The Brazilian tanager (Ramphocelus bresilia) is a species of bird in the family Thraupidae, the tanagers and allies. It is endemic to Brazil though possibly has occurred in Argentina.

==Taxonomy and systematics==

The Swedish naturalist Carl Linnaeus formally described the Brazilian tanager in 1766 in the twelfth edition of his Systema Naturae. He coined the binomial name Tanagra bresilia. It is now one of eight species in the genus Ramphocelus which was introduced by the French zoologist Anselme Gaëtan Desmarest in 1805. Several taxonomic systems spell the specific epithet bresilius.

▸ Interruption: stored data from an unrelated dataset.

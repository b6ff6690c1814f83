//! # docchat-cli
//!
//! Command-line front end for docchat: argument and environment handling,
//! session assembly, and the interactive console.
//!
//! ```text
//! docchat chat --doc notes.txt
//! docchat --mode detailed ask --doc notes.txt "What is the capital of France?"
//! ```

pub mod app;
pub mod commands;
pub mod config;
pub mod console;

pub use app::build_session;
pub use config::{AppConfig, Cli, Command, Provider};
//! # docchat-telemetry
//!
//! Logging setup for the docchat binaries and an in-memory capture layer for
//! tests.
//!
//! ```rust,ignore
//! docchat_telemetry::init_with_format("docchat", LogFormat::Json)?;
//! tracing::info!("ready");
//! ```
//!
//! Filtering follows `RUST_LOG` and defaults to `info`.

pub mod memory;

use std::str::FromStr;
use std::sync::Arc;

use tracing_subscriber::layer::SubscriberExt;
use tracing_subscriber::util::{SubscriberInitExt, TryInitError};
use tracing_subscriber::{EnvFilter, Registry, fmt};

pub use memory::{CaptureLayer, CapturedEvent, SharedEventStorage};

const DEFAULT_FILTER: &str = "info";

/// Output format of the fmt layer.
#[derive(Debug, Clone, Copy, Default, PartialEq, Eq)]
pub enum LogFormat {
    /// Human-readable, for terminals.
    #[default]
    Pretty,
    /// One JSON object per line.
    Json,
}

impl FromStr for LogFormat {
    type Err = String;

    fn from_str(s: &str) -> Result<Self, Self::Err> {
        match s.to_ascii_lowercase().as_str() {
            "pretty" | "text" => Ok(LogFormat::Pretty),
            "json" => Ok(LogFormat::Json),
            other => Err(format!("unknown log format '{other}' (expected 'pretty' or 'json')")),
        }
    }
}

fn env_filter() -> EnvFilter {
    EnvFilter::try_from_default_env().unwrap_or_else(|_| EnvFilter::new(DEFAULT_FILTER))
}

/// Install the global subscriber with human-readable output on stderr.
pub fn init_telemetry(service_name: &str) -> Result<(), TryInitError> {
    init_with_format(service_name, LogFormat::Pretty)
}

/// Install the global subscriber with the given output format.
///
/// Fails if a global subscriber is already set.
pub fn init_with_format(service_name: &str, format: LogFormat) -> Result<(), TryInitError> {
    let registry = Registry::default().with(env_filter());
    match format {
        LogFormat::Pretty => {
            registry.with(fmt::layer().with_writer(std::io::stderr).with_target(false)).try_init()?
        }
        LogFormat::Json => registry
            .with(fmt::layer().json().with_writer(std::io::stderr).with_current_span(false))
            .try_init()?,
    }
    tracing::debug!(service.name = service_name, ?format, "telemetry initialized");
    Ok(())
}

/// Install the global subscriber with human-readable output plus capture
/// into `storage`.
pub fn init_with_storage(
    service_name: &str,
    storage: Arc<SharedEventStorage>,
) -> Result<(), TryInitError> {
    Registry::default()
        .with(env_filter())
        .with(fmt::layer().with_writer(std::io::stderr).with_target(false))
        .with(CaptureLayer::new(storage))
        .try_init()?;
    tracing::debug!(service.name = service_name, "telemetry initialized with capture");
    Ok(())
}

/// A subscriber that only captures, for use with
/// [`tracing::subscriber::set_default`] in tests.
pub fn capture_subscriber(
    storage: Arc<SharedEventStorage>,
) -> impl tracing::Subscriber + Send + Sync + 'static {
    Registry::default().with(CaptureLayer::new(storage))
}

#[cfg(test)]
mod test_capture;
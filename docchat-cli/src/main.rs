use clap::Parser;
use docchat_cli::{AppConfig, Cli, Command, build_session, console};

#[tokio::main]
async fn main() -> anyhow::Result<()> {
    // Load .env file if present
    let _ = dotenvy::dotenv();

    let cli = Cli::parse();
    docchat_telemetry::init_with_format("docchat", cli.log_format)?;

    let config = AppConfig::from_cli(&cli)?;
    let mut session = build_session(&config)?;

    match cli.command.clone().unwrap_or_default() {
        Command::Ask { doc, question } => {
            console::run_once(session, &doc, &question.join(" ")).await
        }
        Command::Chat { doc } => {
            if let Some(doc) = doc {
                let report = console::upload_file(&mut session, &doc).await?;
                println!("{report}");
            }
            console::run_console(session).await
        }
    }
}
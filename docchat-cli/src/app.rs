//! Wires an [`AppConfig`] into a ready [`Session`].

use std::sync::Arc;

use docchat_core::{Llm, Result};
use docchat_rag::{
    Chunker, EmbeddingProvider, LineChunker, ParagraphChunker, RagConfig, ResilientEmbedder,
    RetrievalEngine,
};
use docchat_session::{AnswerService, Session};
use docchat_tool::SerpApiSearch;
use tracing::{info, warn};

use crate::config::{AppConfig, Provider};

/// Dimensionality used when no embedding provider is configured.
const OFFLINE_DIMENSIONS: usize = 768;

#[cfg(not(all(feature = "gemini", feature = "openai")))]
fn unsupported(provider: &str) -> docchat_core::DocChatError {
    docchat_core::DocChatError::Config(format!(
        "docchat was built without the '{provider}' feature"
    ))
}

fn build_llm(config: &AppConfig) -> Result<Arc<dyn Llm>> {
    match config.provider {
        #[cfg(feature = "gemini")]
        Provider::Gemini => Ok(Arc::new(
            docchat_model::GeminiModel::new(
                config.generation_api_key.clone(),
                config.model.clone(),
            )?
            .with_timeout(config.generation_timeout)?,
        )),
        #[cfg(not(feature = "gemini"))]
        Provider::Gemini => Err(unsupported("gemini")),
        #[cfg(feature = "openai")]
        Provider::OpenAi => Ok(Arc::new(
            docchat_model::OpenAIModel::new(
                config.generation_api_key.clone(),
                config.model.clone(),
            )?
            .with_timeout(config.generation_timeout)?,
        )),
        #[cfg(not(feature = "openai"))]
        Provider::OpenAi => Err(unsupported("openai")),
    }
}

fn build_embedding_provider(
    config: &AppConfig,
    api_key: &str,
) -> Result<Arc<dyn EmbeddingProvider>> {
    match config.provider {
        #[cfg(feature = "gemini")]
        Provider::Gemini => {
            let mut provider = docchat_rag::GeminiEmbeddingProvider::new(api_key)?;
            if let Some(model) = &config.embedding_model {
                provider = provider.with_model(model.clone());
            }
            Ok(Arc::new(provider))
        }
        #[cfg(not(feature = "gemini"))]
        Provider::Gemini => Err(unsupported("gemini")),
        #[cfg(feature = "openai")]
        Provider::OpenAi => {
            let mut provider = docchat_rag::OpenAIEmbeddingProvider::new(api_key)?;
            if let Some(model) = &config.embedding_model {
                provider = provider.with_model(model.clone());
            }
            Ok(Arc::new(provider))
        }
        #[cfg(not(feature = "openai"))]
        Provider::OpenAi => Err(unsupported("openai")),
    }
}

fn build_engine(config: &AppConfig) -> Result<RetrievalEngine> {
    let provider = config
        .embedding_api_key
        .as_deref()
        .map(|key| build_embedding_provider(config, key))
        .transpose()?;
    if provider.is_none() {
        warn!("embeddings are offline; retrieval ranking will be arbitrary");
    }

    let dimensions = provider.as_ref().map_or(OFFLINE_DIMENSIONS, |p| p.dimensions());
    let rag_config = RagConfig::builder().top_k(config.top_k).dimensions(dimensions).build()?;
    let chunker: Arc<dyn Chunker> =
        if config.paragraphs { Arc::new(ParagraphChunker) } else { Arc::new(LineChunker) };

    Ok(RetrievalEngine::builder()
        .embedder(ResilientEmbedder::from_optional(provider, rag_config.clone()))
        .config(rag_config)
        .chunker(chunker)
        .build()?)
}

/// Build a session for `config`. Nothing here touches the network.
pub fn build_session(config: &AppConfig) -> Result<Session> {
    let llm = build_llm(config)?;
    let mut service = AnswerService::new(build_engine(config)?, llm.clone());

    if let Some(serpapi_key) = &config.web_search {
        if serpapi_key.is_none() {
            warn!("web search enabled without SERPAPI_KEY; results will be unavailable");
        }
        service = service.with_web_search(Arc::new(SerpApiSearch::new(serpapi_key.clone())));
    }

    let mut session = Session::new(service);
    session.set_mode(config.mode);
    info!(
        session.id = %session.id(),
        model = llm.name(),
        top_k = config.top_k,
        web_search = config.web_search.is_some(),
        "session ready"
    );
    Ok(session)
}
//! # docchat-session
//!
//! The answer pipeline and the chat session built on top of it.
//!
//! - [`AnswerService`] - query + mode → answer text, gated on a loaded document
//! - [`Session`] - mode, message history and uploads for one user

pub mod service;
pub mod session;

pub use service::{AnswerService, GENERATION_ERROR_PREFIX, NO_DOCUMENT_MESSAGE, SessionState};
pub use session::{Message, Role, Session, SessionStatus, UploadReport};
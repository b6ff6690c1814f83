//! Command-line arguments and the validated application configuration.
//!
//! Every credential can come from a flag or from the environment (which
//! `main` pre-populates from a `.env` file if one exists).

use std::path::PathBuf;
use std::time::Duration;

use clap::{Parser, Subcommand, ValueEnum};
use docchat_core::{DocChatError, Mode, Result};
use docchat_telemetry::LogFormat;

/// Chat with a plain-text document.
#[derive(Parser, Debug, Clone)]
#[command(name = "docchat", version, about, long_about = None)]
pub struct Cli {
    /// Generation provider
    #[arg(
        long,
        value_enum,
        default_value_t = Provider::Gemini,
        env = "DOCCHAT_PROVIDER",
        global = true
    )]
    pub provider: Provider,

    /// Generation model (defaults to the provider's default)
    #[arg(long, env = "DOCCHAT_MODEL", global = true)]
    pub model: Option<String>,

    /// Embedding model (defaults to the provider's default)
    #[arg(long, env = "DOCCHAT_EMBEDDING_MODEL", global = true)]
    pub embedding_model: Option<String>,

    /// Number of chunks retrieved per question
    #[arg(long, default_value_t = 3, global = true)]
    pub top_k: usize,

    /// Seconds to wait for a generated answer before giving up
    #[arg(long, default_value_t = 60, global = true)]
    pub generation_timeout_secs: u64,

    /// Initial response mode: concise or detailed
    #[arg(long, default_value = "concise", global = true)]
    pub mode: Mode,

    /// Log output: pretty or json
    #[arg(long, default_value = "pretty", global = true)]
    pub log_format: LogFormat,

    /// Augment prompts with SerpAPI web search results
    #[arg(long, global = true)]
    pub web_search: bool,

    /// Skip the embedding API and use random vectors
    #[arg(long, global = true)]
    pub offline_embeddings: bool,

    /// Chunk by blank-line separated paragraphs instead of lines
    #[arg(long, global = true)]
    pub paragraphs: bool,

    #[arg(long, env = "GEMINI_API_KEY", hide_env_values = true, global = true)]
    pub gemini_api_key: Option<String>,

    #[arg(long, env = "OPENAI_API_KEY", hide_env_values = true, global = true)]
    pub openai_api_key: Option<String>,

    /// Embedding credential (defaults to the generation key)
    #[arg(long, env = "DOCCHAT_EMBEDDING_API_KEY", hide_env_values = true, global = true)]
    pub embedding_api_key: Option<String>,

    #[arg(long, env = "SERPAPI_KEY", hide_env_values = true, global = true)]
    pub serpapi_key: Option<String>,

    #[command(subcommand)]
    pub command: Option<Command>,
}

#[derive(Subcommand, Debug, Clone, PartialEq, Eq)]
pub enum Command {
    /// Interactive chat (the default)
    Chat {
        /// Document to load before the first prompt
        #[arg(long)]
        doc: Option<PathBuf>,
    },
    /// Answer a single question about a document and exit
    Ask {
        /// The document to ask about
        #[arg(long)]
        doc: PathBuf,
        /// The question
        #[arg(required = true, num_args = 1..)]
        question: Vec<String>,
    },
}

impl Default for Command {
    fn default() -> Self {
        Command::Chat { doc: None }
    }
}

#[derive(ValueEnum, Debug, Clone, Copy, PartialEq, Eq)]
pub enum Provider {
    Gemini,
    #[value(name = "openai")]
    OpenAi,
}

impl Provider {
    /// Environment variable holding this provider's key.
    pub fn key_var(&self) -> &'static str {
        match self {
            Provider::Gemini => "GEMINI_API_KEY",
            Provider::OpenAi => "OPENAI_API_KEY",
        }
    }

    pub fn default_model(&self) -> &'static str {
        match self {
            Provider::Gemini => "gemini-1.5-flash",
            Provider::OpenAi => "gpt-4o-mini",
        }
    }
}

/// Validated settings used to assemble the session.
#[derive(Debug, Clone, PartialEq, Eq)]
pub struct AppConfig {
    pub provider: Provider,
    pub model: String,
    pub generation_api_key: String,
    /// `None` puts embeddings in degraded (random-vector) mode.
    pub embedding_api_key: Option<String>,
    pub embedding_model: Option<String>,
    /// `Some` when web search is enabled; the inner key may be absent.
    pub web_search: Option<Option<String>>,
    pub top_k: usize,
    pub generation_timeout: Duration,
    pub mode: Mode,
    pub paragraphs: bool,
}

fn non_blank(value: &Option<String>) -> Option<String> {
    value.as_deref().map(str::trim).filter(|v| !v.is_empty()).map(str::to_string)
}

impl AppConfig {
    /// Validate parsed arguments.
    ///
    /// # Errors
    ///
    /// [`DocChatError::Config`] when the generation key for the chosen
    /// provider is missing, or `top_k` or the generation timeout is zero.
    pub fn from_cli(cli: &Cli) -> Result<Self> {
        let generation_key = match cli.provider {
            Provider::Gemini => non_blank(&cli.gemini_api_key),
            Provider::OpenAi => non_blank(&cli.openai_api_key),
        };
        let generation_api_key = generation_key.ok_or_else(|| {
            DocChatError::Config(format!(
                "{} not found. Please set it in your environment or .env file",
                cli.provider.key_var()
            ))
        })?;

        if cli.top_k == 0 {
            return Err(DocChatError::Config("--top-k must be at least 1".into()));
        }
        if cli.generation_timeout_secs == 0 {
            return Err(DocChatError::Config("--generation-timeout-secs must be at least 1".into()));
        }

        let embedding_api_key = if cli.offline_embeddings {
            None
        } else {
            non_blank(&cli.embedding_api_key).or_else(|| Some(generation_api_key.clone()))
        };

        Ok(Self {
            provider: cli.provider,
            model: non_blank(&cli.model)
                .unwrap_or_else(|| cli.provider.default_model().to_string()),
            generation_api_key,
            embedding_api_key,
            embedding_model: non_blank(&cli.embedding_model),
            web_search: cli.web_search.then(|| non_blank(&cli.serpapi_key)),
            top_k: cli.top_k,
            generation_timeout: Duration::from_secs(cli.generation_timeout_secs),
            mode: cli.mode,
            paragraphs: cli.paragraphs,
        })
    }
}
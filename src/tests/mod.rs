//! In-memory stand-ins for the X server.
//!
//! [`TestOwner`] is driven by a channel of [`ServerEvent`]s and records everything the clipboard
//! does. [`TestReader`] replays a scripted sequence of owner changes against a set of fake
//! selection owners.

use std::collections::{HashMap, VecDeque};
use std::sync::mpsc::{channel, Receiver, Sender};
use std::sync::{Arc, Mutex};

use x11rb::errors::{ConnectionError, ReplyError};
use x11rb::protocol::ErrorKind;
use x11rb::x11_utils::X11Error;

use crate::protocol::*;


pub const OWNER_WINDOW: Window = 0x100;
pub const REQUESTOR_WINDOW: Window = 0x200;

pub const CLIPBOARD: Atom = 69;
pub const STRING: Atom = 31;
pub const TARGETS: Atom = 300;
pub const UTF8_STRING: Atom = 301;
pub const TEXT_HTML: Atom = 302;
pub const IMAGE_PNG: Atom = 303;
pub const TIMESTAMP: Atom = 304;
pub const MULTIPLE: Atom = 305;
pub const REPLY_PROPERTY: Atom = 400;
/// Never interned, so the X server doesn't know its name.
pub const BOGUS_ATOM: Atom = 0xdead;

pub fn format_names() -> HashMap<Atom, &'static str> {
    HashMap::from([
        (STRING, "STRING"),
        (TARGETS, "TARGETS"),
        (UTF8_STRING, "UTF8_STRING"),
        (TEXT_HTML, "text/html"),
        (IMAGE_PNG, "image/png"),
        (TIMESTAMP, "TIMESTAMP"),
        (MULTIPLE, "MULTIPLE"),
    ])
}

pub fn disconnected() -> Error {
    Error::XCommunication(ConnectionError::UnknownError)
}

/// The error the X server sends for a request naming an atom that doesn't exist.
pub fn bad_atom(atom: Atom) -> Error {
    Error::XReply(ReplyError::X11Error(X11Error {
        error_kind: ErrorKind::Atom,
        error_code: 5,
        sequence: 0,
        bad_value: atom,
        minor_opcode: 0,
        major_opcode: 17,
        extension_name: None,
        request_name: Some("GetAtomName"),
    }))
}

pub fn request(target: Atom) -> ServerEvent {
    ServerEvent::Request(SelectionRequest {
        requestor: REQUESTOR_WINDOW,
        selection: CLIPBOARD,
        target,
        property: REPLY_PROPERTY,
        time: 0,
    })
}

#[derive(Debug, Default)]
pub struct OwnerLog {
    pub claims: usize,
    pub replies: Vec<(SelectionRequest, Option<Property>)>,
}

pub struct TestOwner {
    pub max_property_size: usize,
    events: Receiver<ServerEvent>,
    sender: Sender<ServerEvent>,
    log: Arc<Mutex<OwnerLog>>,
}

impl TestOwner {
    /// Returns the owner, a sender for feeding it events and its log.
    pub fn new() -> (Self, Sender<ServerEvent>, Arc<Mutex<OwnerLog>>) {
        let (sender, events) = channel();
        let log = Arc::new(Mutex::new(OwnerLog::default()));

        let owner = TestOwner {
            max_property_size: usize::MAX,
            events,
            sender: sender.clone(),
            log: log.clone(),
        };
        (owner, sender, log)
    }
}

pub struct TestNotifier(Sender<ServerEvent>);

impl ConfirmNotifier for TestNotifier {
    fn confirm(&self, generation: u32) {
        let _ = self.0.send(ServerEvent::Confirm(generation));
    }
}

impl SelectionOwner for TestOwner {
    type Notifier = TestNotifier;

    fn window(&self) -> Window {
        OWNER_WINDOW
    }

    fn targets_atom(&self) -> Atom {
        TARGETS
    }

    fn claim(&mut self) -> Result<(), Error> {
        self.log.lock().unwrap().claims += 1;
        Ok(())
    }

    fn wait_for_event(&mut self) -> Result<ServerEvent, Error> {
        self.events.recv().map_err(|_| disconnected())
    }

    fn reply(
        &mut self,
        request: &SelectionRequest,
        data: Option<&Property>,
    ) -> Result<(), Error> {
        self.log
            .lock()
            .unwrap()
            .replies
            .push((*request, data.cloned()));
        Ok(())
    }

    fn max_property_size(&self) -> usize {
        self.max_property_size
    }

    fn notifier(&self) -> TestNotifier {
        TestNotifier(self.sender.clone())
    }
}

/// A fake client offering some targets, with data for some of them.
#[derive(Debug, Clone, Default)]
pub struct Offer {
    pub targets: Vec<Atom>,
    pub data: HashMap<Atom, Vec<u8>>,
}

impl Offer {
    /// Offers `TARGETS` plus every given format, with data for all of them.
    pub fn new(data: &[(Atom, &str)]) -> Self {
        let mut targets = vec![TARGETS];
        targets.extend(data.iter().map(|&(format, _)| format));

        Self {
            targets,
            data: data
                .iter()
                .map(|&(format, text)| (format, text.as_bytes().to_vec()))
                .collect(),
        }
    }
}

#[derive(Debug, Default)]
pub struct TestReader {
    pub changes: VecDeque<OwnerChange>,
    /// Overrides the current owner, which otherwise is the owner from the last change.
    pub current: Option<Window>,
    pub offers: HashMap<Window, Offer>,
    pub conversions: Vec<Atom>,
    last_owner: Window,
}

impl TestReader {
    pub fn new(changes: &[Window], offers: HashMap<Window, Offer>) -> Self {
        Self {
            changes: changes
                .iter()
                .map(|&owner| OwnerChange {
                    owner,
                    selection: CLIPBOARD,
                })
                .collect(),
            offers,
            ..Default::default()
        }
    }
}

impl SelectionReader for TestReader {
    fn targets_atom(&self) -> Atom {
        TARGETS
    }

    fn wait_for_owner_change(&mut self) -> Result<OwnerChange, Error> {
        let change = self.changes.pop_front().ok_or_else(disconnected)?;
        self.last_owner = change.owner;
        Ok(change)
    }

    fn current_owner(&mut self) -> Result<Window, Error> {
        Ok(self.current.unwrap_or(self.last_owner))
    }

    fn convert(&mut self, target: Atom) -> Result<Option<Property>, Error> {
        self.conversions.push(target);

        let owner = self.current.unwrap_or(self.last_owner);
        let Some(offer) = self.offers.get(&owner) else {
            return Ok(None);
        };

        if target == TARGETS {
            if offer.targets.is_empty() {
                return Ok(None);
            }
            return Ok(Some(Property::atoms(&offer.targets)));
        }

        Ok(offer
            .data
            .get(&target)
            .map(|data| Property::bytes(target, data.clone())))
    }

    fn format_name(&mut self, format: Atom) -> Result<String, Error> {
        if format == BOGUS_ATOM {
            return Err(bad_atom(format));
        }

        Ok(format_names()
            .get(&format)
            .map_or_else(|| format!("ATOM_{}", format), |name| name.to_string()))
    }
}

The Brazilian tanager has two subspecies, the nominate R. b. bresilia (Linnaeus, 1766) and R. b. dorsalis (Sclater, PL, 1855).

==Description==

The Brazilian tanager is about 18 cm long and weighs 27.9 to 35.5 g. It has a heavy bill with a wide base to the mandible. The species is sexually dimorphic. Adult males of the nominate subspecies are mostly rich shiny red that is slightly darker on the back; the feathers of the central back have black bases that sometimes show. Their head, neck, and throat have a plush appearance. Their wings and tail are black, sometimes with inconspicuous red tips on the median upperwing coverts. Adult females have a grayish brown head, neck, throat, upperparts, wings, and tail, though sometimes the forecrown and rump have a reddish tinge. Their breast, belly, and undertail coverts are brownish red. Males of subspecies R. b. dorsalis have a darker red back than the nominate; females are like the nominate. Both sexes of both subspecies have a reddish brown iris and dull brown to slate-gray legs. Males have a blackish bill with a white basal half on the mandible. Females have a dusky brown bill.

==Distribution and habitat==

The nominate subspecies of the Brazilian tanager is the more northerly of the two. It is found from Paraiba in Brazil's far east south to Bahia. Subspecies R. b. dorsalis is found from Bahia, eastern Minas Gerais, and Espírito Santo south to northeastern Santa Catarina state. There are also scattered records from interior Brazil. Though some sources also include northwestern Argentina's Misiones Province in the species' range, the South American Classification Committee has only unconfirmed records there. The Brazilian tanager inhabits the edges and clearings of forest and more open non-forested landscapes such as parks, gardens, towns, and the edges of marshes. It often is found near water including the ocean. In elevation it ranges from sea level to 1000 m.

==Behavior==
===Movement===

As far as is known, the Brazilian tanager is a year-round resident. However, flocks have been reported in the austral winter, "suggesting that those in extreme [south] of range may undertake some minor migratory movements".

===Feeding===

The Brazilian tanager feeds on arthropods and fruits. Pulpy fruits and those of figs (Ficus) have been noted, and in one study almost a third of its insect prey was beetles (Coleoptera). It typically forages in pairs and only seldom in larger groups, unlike several other Ramphocelus species.

===Breeding===

The Brazilian tanager's breeding season has not been defined but includes November. Its nest is a cup made from grasses and other plant material and is typically placed not far above the ground in a clump of grass, bush, or small tree. The clutch is two or three eggs that are greenish blue with a few black and gray markings. In captivity the female alone incubates, for about 13 days, and nestlings are provisioned by both parents. The shiny cowbird (Molothrus bonariensis) is a frequent brood parasite.

===Vocalization===

The Brazilian tanager's song is "a melodious and leisurely jewle-jewle-jewle..., repeated". It has also been written as a "staccato tju, single or in series". Its call notes include "hard jep,jip, ist and sst-sst.

==Status==

The IUCN has assessed the Brazilian tanager as being of Least Concern. It has a large range; its population size is not known but is believed to be stable. No immediate threats have been identified. It is considered "common to frequent" in Brazil. It occurs in many protected areas, and its use of "a variety of habitats, including many second-growth and disturbed habitats, buffers this species against potential threats".